_Your objective:_ Copy out all the lines of the data that hold the word "Remote".

Saved data entries:
___
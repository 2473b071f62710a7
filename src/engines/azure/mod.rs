//! Azure Speech text-to-speech engine implementation.
//!
//! This module provides a synthesis engine backed by the Azure Speech REST
//! API. Synthesis happens entirely on the service; the engine lists voices,
//! builds the SSML for a request and returns the MP3 audio it receives.
//!
//! # Configuration
//!
//! ```bash
//! export AZURE_SPEECH_KEY="your-key"
//! export AZURE_SPEECH_REGION="eastus"  # Optional, defaults to eastus
//! ```
//!
//! Without a key the engine runs in not-configured mode: every call fails with
//! [`AzureError::NotConfigured`] and nothing is sent over the network.
//!
//! # Voice Categories
//!
//! Only neural voices in the configured locale (`en-` by default) are offered.
//! Each is assigned one category from its name:
//!
//! | Name contains | Category |
//! |---|---|
//! | `DragonHD`, `HD` or `Phoenix` | [`VoiceCategory::NeuralHD`] |
//! | `Multilingual` | [`VoiceCategory::Multilingual`] |
//! | anything else | [`VoiceCategory::Neural`] |
//!
//! The HD check wins over the Multilingual check.
//!
//! # Examples
//!
//! ## Basic Usage
//!
//! ```rust,no_run
//! use azure_tts_rs::{SynthesisEngine, engines::azure::{AzureConfig, AzureEngine, SynthesisRequest}};
//!
//! # async fn run() -> Result<(), Box<dyn std::error::Error>> {
//! let engine = AzureEngine::new(AzureConfig::from_env());
//! let request = SynthesisRequest::new("Hello, world!", "en-US-JennyNeural");
//! let result = engine.synthesize(&request).await?;
//! println!("Got {} bytes, {:.0} ms", result.audio.len(), result.duration_ms);
//! # Ok(())
//! # }
//! ```
//!
//! ## With Style and Prosody
//!
//! ```rust,no_run
//! use azure_tts_rs::{SynthesisEngine, engines::azure::{AzureConfig, AzureEngine, SynthesisRequest}};
//! use std::path::Path;
//!
//! # async fn run() -> Result<(), Box<dyn std::error::Error>> {
//! let engine = AzureEngine::new(AzureConfig::from_env());
//! let request = SynthesisRequest::builder()
//!     .text("We won the match!")
//!     .voice_short_id("en-US-AriaNeural")
//!     .style("excited")
//!     .style_degree(1.5)
//!     .rate("+10%")
//!     .build()?;
//!
//! engine.synthesize_to_file(&request, Path::new("out.mp3")).await?;
//! # Ok(())
//! # }
//! ```

pub mod client;
pub mod engine;
pub mod ssml;
pub mod voices;

pub use client::{AzureError, RestBackend, SpeechBackend, Synthesizer};
pub use engine::{AzureConfig, AzureEngine, SynthesisRequest, SynthesisRequestBuilder};
pub use voices::{classify, CatalogParams, Gender, VoiceCatalog, VoiceCategory, VoiceDescriptor};
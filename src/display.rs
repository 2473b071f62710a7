//! Formatting helpers for front ends built on this crate.

/// Sample sentences offered when the user has not typed anything.
pub const SAMPLE_TEXTS: [&str; 4] = [
    "Welcome! I'm your friendly text-to-speech assistant. Try selecting different voices \
     and styles to hear how I can transform your words into natural-sounding speech.",
    "The quick brown fox jumps over the lazy dog. This classic pangram contains every letter \
     of the alphabet, making it perfect for testing voice clarity.",
    "Breaking news: Scientists have discovered a new species of singing bird in the Amazon \
     rainforest. The bird's melodious call has captivated researchers worldwide.",
    "Once upon a time, in a land far, far away, there lived a curious little robot who dreamed \
     of becoming a poet. Every night, under the starlit sky, it would compose verses about the \
     beauty of the digital world.",
];

const STYLE_NAMES: &[(&str, &str)] = &[
    ("default", "Default"),
    ("cheerful", "Cheerful"),
    ("sad", "Sad"),
    ("angry", "Angry"),
    ("fearful", "Fearful"),
    ("disgruntled", "Disgruntled"),
    ("serious", "Serious"),
    ("depressed", "Depressed"),
    ("embarrassed", "Embarrassed"),
    ("affectionate", "Affectionate"),
    ("gentle", "Gentle"),
    ("calm", "Calm"),
    ("envious", "Envious"),
    ("hopeful", "Hopeful"),
    ("lyrical", "Lyrical"),
    ("terrified", "Terrified"),
    ("shouting", "Shouting"),
    ("unfriendly", "Unfriendly"),
    ("whispering", "Whispering"),
    ("excited", "Excited"),
    ("friendly", "Friendly"),
    ("assistant", "Assistant"),
    ("newscast", "Newscast"),
    ("customerservice", "Customer Service"),
    ("chat", "Casual Chat"),
    ("newscast-casual", "Newscast Casual"),
    ("newscast-formal", "Newscast Formal"),
    ("narration-professional", "Professional Narration"),
    ("documentary-narration", "Documentary Narration"),
    ("sports-commentary", "Sports Commentary"),
    ("sports-commentary-excited", "Sports Excited"),
    ("poetry-reading", "Poetry Reading"),
    ("advertisement-upbeat", "Advertisement"),
];

/// Format milliseconds as `m:ss`.
pub fn format_duration(ms: f64) -> String {
    let seconds = (ms.max(0.0) / 1000.0).floor() as u64;
    format!("{}:{:02}", seconds / 60, seconds % 60)
}

/// Label for a style name.
///
/// Known styles use a fixed label; anything else gets its first letter
/// upper-cased and the dashes after it turned into spaces.
pub fn style_display_name(style: &str) -> String {
    if let Some((_, label)) = STYLE_NAMES.iter().find(|(key, _)| *key == style) {
        return (*label).to_string();
    }

    let mut chars = style.chars();
    match chars.next() {
        Some(first) => first
            .to_uppercase()
            .chain(chars.map(|c| if c == '-' { ' ' } else { c }))
            .collect(),
        None => String::new(),
    }
}

/// Shorten text to at most `max_len` characters, ending in `...` when cut.
pub fn truncate_text(text: &str, max_len: usize) -> String {
    if text.chars().count() <= max_len {
        return text.to_string();
    }
    let kept: String = text.chars().take(max_len.saturating_sub(3)).collect();
    format!("{kept}...")
}

/// Shown instead of the synthesis form when no key is configured.
pub fn setup_instructions() -> &'static str {
    "Configuration required.\n\
     Set your Azure Speech Service credentials before running:\n\
     \n\
     \x20   export AZURE_SPEECH_KEY=your_key_here\n\
     \x20   export AZURE_SPEECH_REGION=eastus\n"
}
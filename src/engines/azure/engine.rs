use std::sync::Arc;

use async_trait::async_trait;
use derive_builder::Builder;

use crate::{SynthesisEngine, SynthesisResult, MAX_TEXT_CHARS};

use super::client::{
    ticks_to_ms, AzureError, ResultReason, RestBackend, ScopedSynthesizer, SpeechBackend,
    SpeechConfig, DEFAULT_OUTPUT_FORMAT,
};
use super::ssml::{build_payload, DEFAULT_PROSODY, DEFAULT_STYLE};
use super::voices::{select_voices, VoiceDescriptor};

/// Environment variable holding the subscription key.
pub const KEY_ENV: &str = "AZURE_SPEECH_KEY";
/// Environment variable holding the service region.
pub const REGION_ENV: &str = "AZURE_SPEECH_REGION";
/// Region used when none is configured.
pub const DEFAULT_REGION: &str = "eastus";
/// Only voices whose locale starts with this prefix are offered by default.
pub const DEFAULT_LOCALE_PREFIX: &str = "en-";

/// Parameters for connecting to the Azure Speech service.
#[derive(Debug, Clone, PartialEq, Eq)]
pub struct AzureConfig {
    /// Subscription key. `None` puts the engine into not-configured mode.
    pub subscription_key: Option<String>,
    /// Service region, e.g. `"eastus"`.
    pub region: String,
    /// Locale prefix used to filter the voice list.
    pub locale_prefix: String,
    /// Audio output format name sent to the service.
    pub output_format: String,
}

impl Default for AzureConfig {
    fn default() -> Self {
        Self {
            subscription_key: None,
            region: DEFAULT_REGION.to_string(),
            locale_prefix: DEFAULT_LOCALE_PREFIX.to_string(),
            output_format: DEFAULT_OUTPUT_FORMAT.to_string(),
        }
    }
}

impl AzureConfig {
    /// Read `AZURE_SPEECH_KEY` and `AZURE_SPEECH_REGION`.
    ///
    /// An empty key counts as missing. The region falls back to `eastus`.
    pub fn from_env() -> Self {
        Self::from_vars(|name| std::env::var(name).ok())
    }

    /// Create a configuration with an explicit key and region.
    pub fn with_key(key: impl Into<String>, region: impl Into<String>) -> Self {
        Self {
            subscription_key: Some(key.into()),
            region: region.into(),
            ..Default::default()
        }
    }

    pub(crate) fn from_vars(lookup: impl Fn(&str) -> Option<String>) -> Self {
        let non_empty = |name: &str| lookup(name).filter(|v| !v.trim().is_empty());
        Self {
            subscription_key: non_empty(KEY_ENV),
            region: non_empty(REGION_ENV).unwrap_or_else(|| DEFAULT_REGION.to_string()),
            ..Default::default()
        }
    }

    fn speech_config(&self) -> Option<SpeechConfig> {
        self.subscription_key.as_ref().map(|key| SpeechConfig {
            subscription_key: key.clone(),
            region: self.region.clone(),
            output_format: self.output_format.clone(),
        })
    }
}

/// Parameters for a single synthesis request.
///
/// ```rust
/// use azure_tts_rs::engines::azure::SynthesisRequest;
///
/// let request = SynthesisRequest::builder()
///     .text("Hello!")
///     .voice_short_id("en-US-AriaNeural")
///     .style("cheerful")
///     .build()?;
/// assert_eq!(request.style_degree, 1.0);
/// # Ok::<(), Box<dyn std::error::Error>>(())
/// ```
#[derive(Debug, Clone, PartialEq, Builder)]
#[builder(build_fn(validate = "Self::validate"))]
pub struct SynthesisRequest {
    /// Text to speak, at most 5000 characters.
    #[builder(setter(into))]
    pub text: String,
    /// Voice short name (e.g. `"en-US-JennyNeural"`).
    #[builder(setter(into))]
    pub voice_short_id: String,
    /// Expressive style. `None`, `""` or `"default"` means no style.
    #[builder(default, setter(into, strip_option))]
    pub style: Option<String>,
    /// Style intensity, default 1.
    #[builder(default = "1.0")]
    pub style_degree: f32,
    #[builder(default = "DEFAULT_PROSODY.to_string()", setter(into))]
    pub pitch: String,
    #[builder(default = "DEFAULT_PROSODY.to_string()", setter(into))]
    pub rate: String,
}

impl SynthesisRequestBuilder {
    fn validate(&self) -> Result<(), String> {
        match &self.text {
            Some(text) if text.chars().count() > MAX_TEXT_CHARS => Err(format!(
                "text exceeds {MAX_TEXT_CHARS} characters"
            )),
            _ => Ok(()),
        }
    }
}

impl SynthesisRequest {
    /// Request with default style and prosody.
    pub fn new(text: impl Into<String>, voice_short_id: impl Into<String>) -> Self {
        Self {
            text: text.into(),
            voice_short_id: voice_short_id.into(),
            style: None,
            style_degree: 1.0,
            pitch: DEFAULT_PROSODY.to_string(),
            rate: DEFAULT_PROSODY.to_string(),
        }
    }

    pub fn builder() -> SynthesisRequestBuilder {
        SynthesisRequestBuilder::default()
    }

    /// The style to express, unless absent, empty or the default sentinel.
    pub fn expressive_style(&self) -> Option<&str> {
        self.style
            .as_deref()
            .filter(|s| !s.is_empty() && *s != DEFAULT_STYLE)
    }

    /// Reject text the service would not accept: blank or too long.
    pub fn validate(&self) -> Result<(), AzureError> {
        if self.text.trim().is_empty() {
            return Err(AzureError::InvalidRequest("text is empty".to_string()));
        }
        let chars = self.text.chars().count();
        if chars > MAX_TEXT_CHARS {
            return Err(AzureError::InvalidRequest(format!(
                "text is {chars} characters, maximum is {MAX_TEXT_CHARS}"
            )));
        }
        Ok(())
    }
}

/// Azure Speech text-to-speech engine.
///
/// Each call opens its own synthesizer handle and closes it before returning,
/// whatever the outcome.
///
/// # Quick Start
///
/// ```rust,no_run
/// use azure_tts_rs::{SynthesisEngine, engines::azure::{AzureConfig, AzureEngine, SynthesisRequest}};
///
/// # async fn run() -> Result<(), Box<dyn std::error::Error>> {
/// let engine = AzureEngine::new(AzureConfig::from_env());
/// let voices = engine.list_voices().await?;
/// let request = SynthesisRequest::new("Hello, world!", &voices[0].short_name);
/// let result = engine.synthesize(&request).await?;
/// # Ok(())
/// # }
/// ```
pub struct AzureEngine {
    speech_config: Option<SpeechConfig>,
    locale_prefix: String,
    backend: Arc<dyn SpeechBackend>,
}

impl AzureEngine {
    /// Create an engine that talks to the REST endpoints.
    pub fn new(config: AzureConfig) -> Self {
        Self::with_backend(config, Arc::new(RestBackend::new()))
    }

    /// Create an engine on top of a custom backend.
    pub fn with_backend(config: AzureConfig, backend: Arc<dyn SpeechBackend>) -> Self {
        let speech_config = config.speech_config();
        if speech_config.is_none() {
            log::warn!("{KEY_ENV} is not set; speech synthesis is disabled");
        }
        Self {
            speech_config,
            locale_prefix: config.locale_prefix,
            backend,
        }
    }

    pub fn region(&self) -> Option<&str> {
        self.speech_config.as_ref().map(|c| c.region.as_str())
    }

    fn credentials(&self) -> Result<&SpeechConfig, AzureError> {
        self.speech_config.as_ref().ok_or(AzureError::NotConfigured)
    }

    fn open(&self) -> Result<ScopedSynthesizer, AzureError> {
        Ok(ScopedSynthesizer::open(self.backend.as_ref(), self.credentials()?))
    }
}

#[async_trait]
impl SynthesisEngine for AzureEngine {
    type Voice = VoiceDescriptor;
    type Request = SynthesisRequest;
    type Error = AzureError;

    fn is_configured(&self) -> bool {
        self.speech_config.is_some()
    }

    async fn list_voices(&self) -> Result<Vec<VoiceDescriptor>, AzureError> {
        let mut synthesizer = self.open()?;
        let result = synthesizer.get_voices().await.map_err(AzureError::Remote)?;
        drop(synthesizer);

        if let Some(details) = result.error_details {
            return Err(AzureError::Remote(details));
        }

        let total = result.voices.len();
        let voices = select_voices(result.voices, &self.locale_prefix);
        log::info!(
            "Offering {} of {total} voices (locale prefix '{}')",
            voices.len(),
            self.locale_prefix
        );
        Ok(voices)
    }

    async fn synthesize(&self, request: &SynthesisRequest) -> Result<SynthesisResult, AzureError> {
        self.credentials()?;
        request.validate()?;

        let mut synthesizer = self.open()?;
        let ssml = build_payload(request);
        log::debug!(
            "Synthesizing {} characters with {}",
            request.text.chars().count(),
            request.voice_short_id
        );
        let result = synthesizer.speak_ssml(&ssml).await.map_err(AzureError::Remote)?;

        match result.reason {
            ResultReason::SynthesizingAudioCompleted => Ok(SynthesisResult {
                duration_ms: ticks_to_ms(result.audio_duration_ticks),
                audio: result.audio,
            }),
            ResultReason::Canceled => Err(AzureError::Remote(format!(
                "Synthesis canceled: {}",
                result.error_details.unwrap_or_default()
            ))),
            ResultReason::Unknown => Err(AzureError::SynthesisFailed),
        }
    }
}
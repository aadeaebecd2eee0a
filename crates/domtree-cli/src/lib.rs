//! Domain Tree CLI
//!
//! Argument parsing, logging setup and subcommands for the `domtree`
//! binary.

#![warn(missing_docs)]

pub mod commands;

use std::path::PathBuf;

use clap::{value_parser, Arg, ArgAction, ArgMatches, Command};
use tracing_subscriber::layer::SubscriberExt;
use tracing_subscriber::util::SubscriberInitExt;
use tracing_subscriber::EnvFilter;

pub use commands::{BuildOptions, Outcome};

/// Command-line definition
#[must_use]
pub fn cli() -> Command {
    let input = Arg::new("input")
        .long("input")
        .short('i')
        .required(true)
        .value_parser(value_parser!(PathBuf))
        .help("JSON listing: an array of lookup rows or a paged result");
    let separator = Arg::new("separator")
        .long("separator")
        .value_parser(value_parser!(char))
        .help("Hierarchy separator (default '/')");

    Command::new("domtree")
        .version(env!("CARGO_PKG_VERSION"))
        .about("Build navigation menu trees from pre-ordered domain path listings")
        .subcommand_required(true)
        .arg(
            Arg::new("log-json")
                .long("log-json")
                .global(true)
                .action(ArgAction::SetTrue)
                .help("Emit logs as JSON (filter with RUST_LOG)"),
        )
        .subcommand(
            Command::new("build")
                .about("Build and print the menu tree of a listing")
                .arg(input.clone())
                .arg(
                    Arg::new("root")
                        .long("root")
                        .default_value("/")
                        .help("Only list records below this path"),
                )
                .arg(
                    Arg::new("strict")
                        .long("strict")
                        .action(ArgAction::SetTrue)
                        .help("Fail on the first ordering violation"),
                )
                .arg(
                    Arg::new("raw-prefix")
                        .long("raw-prefix")
                        .action(ArgAction::SetTrue)
                        .help("Match plain string prefixes ('/a-extra' nests under '/a')"),
                )
                .arg(separator.clone())
                .arg(
                    Arg::new("batch-size")
                        .long("batch-size")
                        .value_parser(value_parser!(usize))
                        .help("Rows fetched per page"),
                )
                .arg(
                    Arg::new("json")
                        .long("json")
                        .action(ArgAction::SetTrue)
                        .help("Output as JSON"),
                )
                .arg(
                    Arg::new("config")
                        .long("config")
                        .short('c')
                        .value_parser(value_parser!(PathBuf))
                        .help("TOML config file"),
                ),
        )
        .subcommand(
            Command::new("validate")
                .about("Check that a listing is in pre-order with ascending siblings")
                .arg(input)
                .arg(separator),
        )
        .subcommand(
            Command::new("check-config")
                .about("Parse a config file and print the effective settings")
                .arg(
                    Arg::new("config")
                        .long("config")
                        .short('c')
                        .required(true)
                        .value_parser(value_parser!(PathBuf))
                        .help("TOML config file"),
                ),
        )
}

impl BuildOptions {
    /// Read `build` options from parsed arguments
    #[must_use]
    pub fn from_matches(args: &ArgMatches) -> Self {
        Self {
            input: args.get_one::<PathBuf>("input").cloned().unwrap_or_default(),
            root: args
                .get_one::<String>("root")
                .cloned()
                .unwrap_or_else(|| "/".to_string()),
            strict: args.get_flag("strict"),
            raw_prefix: args.get_flag("raw-prefix"),
            separator: args.get_one::<char>("separator").copied(),
            batch_size: args.get_one::<usize>("batch-size").copied(),
            json: args.get_flag("json"),
            config: args.get_one::<PathBuf>("config").cloned(),
        }
    }
}

/// Install the global subscriber; `RUST_LOG` filters, default `warn`
pub fn init_tracing(json: bool) {
    let filter = EnvFilter::try_from_default_env().unwrap_or_else(|_| EnvFilter::new("warn"));
    let registry = tracing_subscriber::registry().with(filter);
    let result = if json {
        registry
            .with(tracing_subscriber::fmt::layer().json().with_writer(std::io::stderr))
            .try_init()
    } else {
        registry
            .with(tracing_subscriber::fmt::layer().with_writer(std::io::stderr))
            .try_init()
    };
    if let Err(e) = result {
        eprintln!("logging disabled: {e}");
    }
}

/// Dispatch parsed arguments to a subcommand
///
/// # Errors
/// Returns error for IO, parse or configuration failures.
pub async fn run(matches: &ArgMatches) -> anyhow::Result<Outcome> {
    match matches.subcommand() {
        Some(("build", args)) => commands::build(&BuildOptions::from_matches(args)).await,
        Some(("validate", args)) => {
            let input = args
                .get_one::<PathBuf>("input")
                .ok_or_else(|| anyhow::anyhow!("--input is required"))?;
            commands::validate(input, args.get_one::<char>("separator").copied()).await
        }
        Some(("check-config", args)) => {
            let config = args
                .get_one::<PathBuf>("config")
                .ok_or_else(|| anyhow::anyhow!("--config is required"))?;
            commands::check_config(config)
        }
        Some((other, _)) => anyhow::bail!("unknown command '{other}'"),
        None => anyhow::bail!("no command given"),
    }
}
___
_Answer area:_
        let result = synthesizer.get_voices().await.map_err(AzureError::Remote)?;
            return Err(AzureError::Remote(details));
        let result = synthesizer.speak_ssml(&ssml).await.map_err(AzureError::Remote)?;
            ResultReason::Canceled => Err(AzureError::Remote(format!(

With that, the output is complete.